Drawing Lewis Structures

Drawing Lewis Structures

The following step-by step instructions are designed to produce a correct Lewis Structure for any molecular assembly (neutral molecule or polyatomic ion) which contains only Main Group elements joined by two-atom shared-pair covalent bonds.

Connectivity - arrange bonded atoms
VSE - count valence shell electrons
BP - assign bond pairs
PLP - assign lone pairs to peripheral atoms
CLP - assign lone pairs to central atoms
Rearrange - find best Lewis Structure(s) [formal charge]
Extra - assigning oxidation numbers

These rules are not appropriate for free radicals or molecular assemblies which contain multicenter bonds or transition metals.

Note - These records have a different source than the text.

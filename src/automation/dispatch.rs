//! Webhook fan-out for matched automation rules.
//!
//! [`AutomationDispatcher`] is the [`EventPublisher`] the state machine is
//! wired to. `publish` is fire-and-forget: the triggering transition
//! resolves before any delivery completes. Each matched rule is delivered
//! independently and in parallel; one rule's failure never affects the
//! others, failures are logged and never retried.

use std::sync::Arc;
use std::time::Duration;

use async_trait::async_trait;
use chrono::Utc;
use reqwest::Client;
use serde_json::Value;
use tokio::task::JoinSet;
use tracing::{info, warn};

use super::error::WebhookError;
use super::recipients::resolve_recipients;
use super::rules::match_rules;
use crate::lifecycle::{CreditEvent, EventPublisher};
use crate::model::{AutomationRule, Recipient};
use crate::store::{AccountsDirectory, Store};

/// Webhook transport contract: one JSON POST, success or failure.
#[async_trait]
pub trait WebhookTransport: Send + Sync {
    async fn post(&self, url: &str, body: &Value) -> Result<(), WebhookError>;
}

/// reqwest-backed transport.
pub struct HttpWebhookTransport {
    client: Client,
}

impl HttpWebhookTransport {
    pub fn new() -> Self {
        let client = Client::builder()
            .connect_timeout(Duration::from_secs(10))
            .timeout(Duration::from_secs(30))
            .build()
            .expect("failed to build HTTP client");
        Self { client }
    }
}

impl Default for HttpWebhookTransport {
    fn default() -> Self {
        Self::new()
    }
}

#[async_trait]
impl WebhookTransport for HttpWebhookTransport {
    async fn post(&self, url: &str, body: &Value) -> Result<(), WebhookError> {
        let response = self.client.post(url).json(body).send().await?;
        let status = response.status();
        if !status.is_success() {
            return Err(WebhookError::Status {
                status: status.as_u16(),
            });
        }
        Ok(())
    }
}

/// Builds the dispatch envelope: stable header fields plus the event payload
/// flattened alongside them.
pub fn build_envelope(
    source: &str,
    rule_name: &str,
    event: &CreditEvent,
    recipients: &[Recipient],
) -> Value {
    let mut body = serde_json::Map::new();
    body.insert("event".into(), Value::String(event.event_type().into()));
    body.insert("timestamp".into(), Value::String(Utc::now().to_rfc3339()));
    body.insert("source".into(), Value::String(source.to_string()));
    body.insert("automationType".into(), Value::String(rule_name.to_string()));
    body.insert(
        "recipients".into(),
        serde_json::to_value(recipients).unwrap_or(Value::Array(Vec::new())),
    );
    if let Value::Object(payload) = event.payload_json() {
        body.extend(payload);
    }
    Value::Object(body)
}

/// Matches rules and fans events out to their webhooks.
#[derive(Clone)]
pub struct AutomationDispatcher {
    store: Arc<dyn Store>,
    directory: Arc<dyn AccountsDirectory>,
    transport: Arc<dyn WebhookTransport>,
    source: String,
}

impl AutomationDispatcher {
    pub fn new(
        store: Arc<dyn Store>,
        directory: Arc<dyn AccountsDirectory>,
        transport: Arc<dyn WebhookTransport>,
        source: impl Into<String>,
    ) -> Self {
        Self {
            store,
            directory,
            transport,
            source: source.into(),
        }
    }

    /// Delivers `event` to every matching rule and waits for the whole
    /// fan-out. Returns how many deliveries succeeded.
    pub async fn deliver(&self, event: &CreditEvent) -> usize {
        let rules = match self.store.list_rules().await {
            Ok(rules) => rules,
            Err(err) => {
                warn!(error = %err, "could not load automation rules");
                return 0;
            }
        };
        let matched: Vec<AutomationRule> =
            match_rules(&rules, event).into_iter().cloned().collect();
        if matched.is_empty() {
            return 0;
        }

        let mut deliveries = JoinSet::new();
        for rule in matched {
            let recipients =
                resolve_recipients(self.directory.as_ref(), &rule.recipient_roles, event).await;
            let envelope = build_envelope(&self.source, &rule.name, event, &recipients);
            let transport = Arc::clone(&self.transport);
            deliveries.spawn(async move {
                match transport.post(&rule.webhook_url, &envelope).await {
                    Ok(()) => {
                        info!(rule = %rule.name, "webhook delivered");
                        true
                    }
                    Err(err) => {
                        warn!(
                            rule = %rule.name,
                            url = %rule.webhook_url,
                            error = %err,
                            "webhook delivery failed"
                        );
                        false
                    }
                }
            });
        }

        let mut delivered = 0;
        while let Some(result) = deliveries.join_next().await {
            if matches!(result, Ok(true)) {
                delivered += 1;
            }
        }
        delivered
    }
}

#[async_trait]
impl EventPublisher for AutomationDispatcher {
    /// Spawns the fan-out and returns immediately: the caller's transition
    /// never waits on webhook delivery.
    async fn publish(&self, event: CreditEvent) {
        let dispatcher = self.clone();
        tokio::spawn(async move {
            dispatcher.deliver(&event).await;
        });
    }
}
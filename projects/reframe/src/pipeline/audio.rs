use crate::pipeline::session::AudioPolicy;
use crate::pipeline::types::AUDIO_FILE_NAME;
use crate::video::MediaCodec;
use std::path::{Path, PathBuf};

/// Decide which audio track (if any) goes into the output. A denoised track
/// is written to `output_dir` under the same name as the extracted one.
///
/// Audio problems never fail a job: if denoising fails the original track is
/// kept and a warning is logged.
pub fn process_audio(
    codec: &dyn MediaCodec,
    policy: AudioPolicy,
    extracted: Option<&Path>,
    output_dir: &Path,
) -> Option<PathBuf> {
    let source = extracted?;
    match policy {
        AudioPolicy::Drop => None,
        AudioPolicy::Passthrough => Some(source.to_path_buf()),
        AudioPolicy::Denoise => {
            let denoised = output_dir.join(AUDIO_FILE_NAME);
            match codec.denoise_audio(source, &denoised) {
                Ok(()) if denoised.is_file() => Some(denoised),
                Ok(()) => {
                    tracing::warn!("Audio denoise produced no output, keeping original track");
                    Some(source.to_path_buf())
                }
                Err(e) => {
                    tracing::warn!("Audio denoise failed, keeping original track: {}", e);
                    Some(source.to_path_buf())
                }
            }
        }
    }
}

Step 1: Connectivity - arrange the atomic symbols so that covalently bonded atoms are contiguous.

Commentary
Some general rules and definitions:

the number of covalent bonds an atom forms is called its valence.

Some atoms have fixed valence. For example:

H = 1, C = 4, F = 1.
Some atoms have variable valence. For example:

O = 2 (sometimes 3), B, N = 3 (sometimes 4).
an atom bonded to only one other atom is peripheral (monovalent atoms such as H and F are always peripheral).

an atom bonded to two or more other atoms is central.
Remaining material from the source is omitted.